George Cyril Herring  (May 23, 1936 – November 30, 2022) was an American historian. A specialist in the history of American foreign relations, he taught at the University of Kentucky for 36 years.

Born and raised in Blacksburg, Virginia, Herring earned his BA from Roanoke College. After serving in the United States Navy for two years, Herring attended the University of Virginia, where he earned an MA (1962) and a Ph.D. (1965) in history. Herring taught at Ohio University from 1965 until 1969, and at the University of Kentucky from 1969 until his retirement in 2005 as Alumni Professor of History. In addition to teaching and writing several books, Herring was editor of Diplomatic History, and served a member of the Department of the Army Historical Advisory Committee and President of the Society for Historians of American Foreign Relations.
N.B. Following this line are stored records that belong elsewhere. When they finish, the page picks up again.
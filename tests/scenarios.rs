//! End-to-end level scenarios.

use block_runner::game::events::LevelEvent;
use block_runner::game::map::LEVEL_ONE_ROUTE;
use block_runner::game::session::{GameSession, PlayerId, SessionStatus};
use block_runner::game::transcript::LevelTranscript;
use block_runner::{Command, GameError, GameState, Level, LevelConfig, LevelMap};

fn level(rows: &[&str]) -> Level {
    Level::new(LevelMap::from_rows(rows).unwrap(), LevelConfig::default())
}

fn pos(level: &Level) -> (i32, i32) {
    (level.avatar().x, level.avatar().y)
}

#[test]
fn test_scenario_a_walk_right_scores() {
    let mut level = Level::level_one();
    assert_eq!(pos(&level), (0, 3));

    level.apply(Command::Right).unwrap();

    assert_eq!(pos(&level), (1, 3));
    assert_eq!(level.score(), 100);
}

#[test]
fn test_scenario_b_hazard_sends_back_to_start() {
    let mut level = level(&["   ", "M D", "XXX"]);
    level.tick();
    level.apply(Command::Right).unwrap();
    assert_eq!(pos(&level), (1, 1));

    level.apply(Command::Right).unwrap();

    assert_eq!(level.avatar().health, 2);
    assert_eq!(pos(&level), level.start_pos());
    assert_eq!(level.state(), GameState::Playing);
    assert_eq!(level.score(), 100);
}

#[test]
fn test_scenario_c_stomp_from_above() {
    let mut level = level(&["  M  ", "  G  ", "XXXXX"]);

    let result = level.tick();

    assert!(result.events.contains(&LevelEvent::EnemyStomped { x: 2, y: 1 }));
    assert!(!level.enemies()[0].alive);
    assert_eq!(pos(&level), (2, 0));
    assert_eq!(level.glyph_at(2, 1), Ok(None));
}

#[test]
fn test_scenario_d_goal_is_terminal() {
    let mut level = Level::level_one();
    for &command in LEVEL_ONE_ROUTE {
        level.apply(command).unwrap();
    }

    assert_eq!(level.state(), GameState::Won);
    assert_eq!(level.score(), 1200);
    assert!(!level.enemies()[0].alive);

    for _ in 0..3 {
        assert_eq!(
            level.apply(Command::Right).unwrap_err(),
            GameError::InvalidStateTransition { state: "won" }
        );
    }
}

#[test]
fn test_scenario_e_last_hit_is_fatal() {
    let mut level = level(&["MD", "XX"]);
    level.apply(Command::Right).unwrap();
    level.apply(Command::Right).unwrap();
    assert_eq!(level.avatar().health, 1);

    let result = level.apply(Command::Right).unwrap();

    assert_eq!(level.avatar().health, 0);
    assert_eq!(result.state, GameState::Dead);
    assert_eq!(level.state(), GameState::Dead);
}

#[test]
fn test_falling_into_level_one_pit() {
    let mut level = Level::level_one();
    level.apply(Command::Right).unwrap();
    level.apply(Command::Up).unwrap();
    level.apply(Command::Right).unwrap();
    level.tick();
    level.tick();
    assert_eq!(pos(&level), (2, 2));

    // Over the pipe and straight down into the pit
    level.apply(Command::Up).unwrap();
    level.apply(Command::Right).unwrap();
    level.apply(Command::Right).unwrap();
    for _ in 0..6 {
        level.tick();
    }

    assert_eq!(level.avatar().health, 2);
    assert_eq!(pos(&level), (0, 3));
    assert_eq!(level.score(), 400);
}

#[test]
fn test_restart_after_death() {
    let mut level = level(&["M G D", "XXXXX"]);
    // Walk up to the enemy and bump into it, three times
    for _ in 0..3 {
        level.apply(Command::Right).unwrap();
        level.apply(Command::Right).unwrap();
    }
    assert_eq!(level.state(), GameState::Dead);

    let fresh = level.restart();
    assert_eq!(fresh.state(), GameState::Playing);
    assert_eq!(fresh.avatar().health, 3);
    assert_eq!(pos(&fresh), (0, 0));
    assert_eq!(fresh.score(), 0);
    assert_eq!(fresh.render(), level.map().to_string());
}

#[test]
fn test_level_one_route_transcript_verifies() {
    let map = LevelMap::level_one();
    let mut level = Level::new(map.clone(), LevelConfig::default());
    let mut transcript = LevelTranscript::new(&map, LevelConfig::default());

    for &command in LEVEL_ONE_ROUTE {
        level.apply(command).unwrap();
        transcript.record(command, &level);
    }
    transcript.finalize(&level);

    let bytes = transcript.to_bytes().unwrap();
    let decoded = LevelTranscript::from_bytes(&bytes).unwrap();
    assert_eq!(decoded.verify(map).unwrap(), level.compute_hash());
}

#[test]
fn test_session_plays_level_one() {
    let mut session = GameSession::level_one();
    let player = PlayerId::random();
    session.join(player).unwrap();

    for &command in LEVEL_ONE_ROUTE {
        session.apply_move(player, command).unwrap();
    }

    assert_eq!(session.status(), SessionStatus::Over);
    assert_eq!(session.winner(), Some(player));
    assert_eq!(session.score(), 1200);
    assert_eq!(session.moves().len(), LEVEL_ONE_ROUTE.len());
}

#[test]
fn test_render_tracks_moves() {
    let mut level = level(&["M  ", "XXX"]);
    level.apply(Command::Right).unwrap();

    assert_eq!(level.render(), " M \nXXX\n");
    assert_eq!(LevelMap::parse(&level.render()).unwrap().avatar_start(), (1, 0));
}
He also served on the boards of the Henry Clay Memorial Foundation, the Kentucky Humanities Council, and the UK Library Associates. 

Nominations of awards include: National Book Critics Circle Award for General Nonfiction, National Book Critics Circle Award for Autobiography. He was awarded the Guggenheim Fellowship for Humanities, US & Canada.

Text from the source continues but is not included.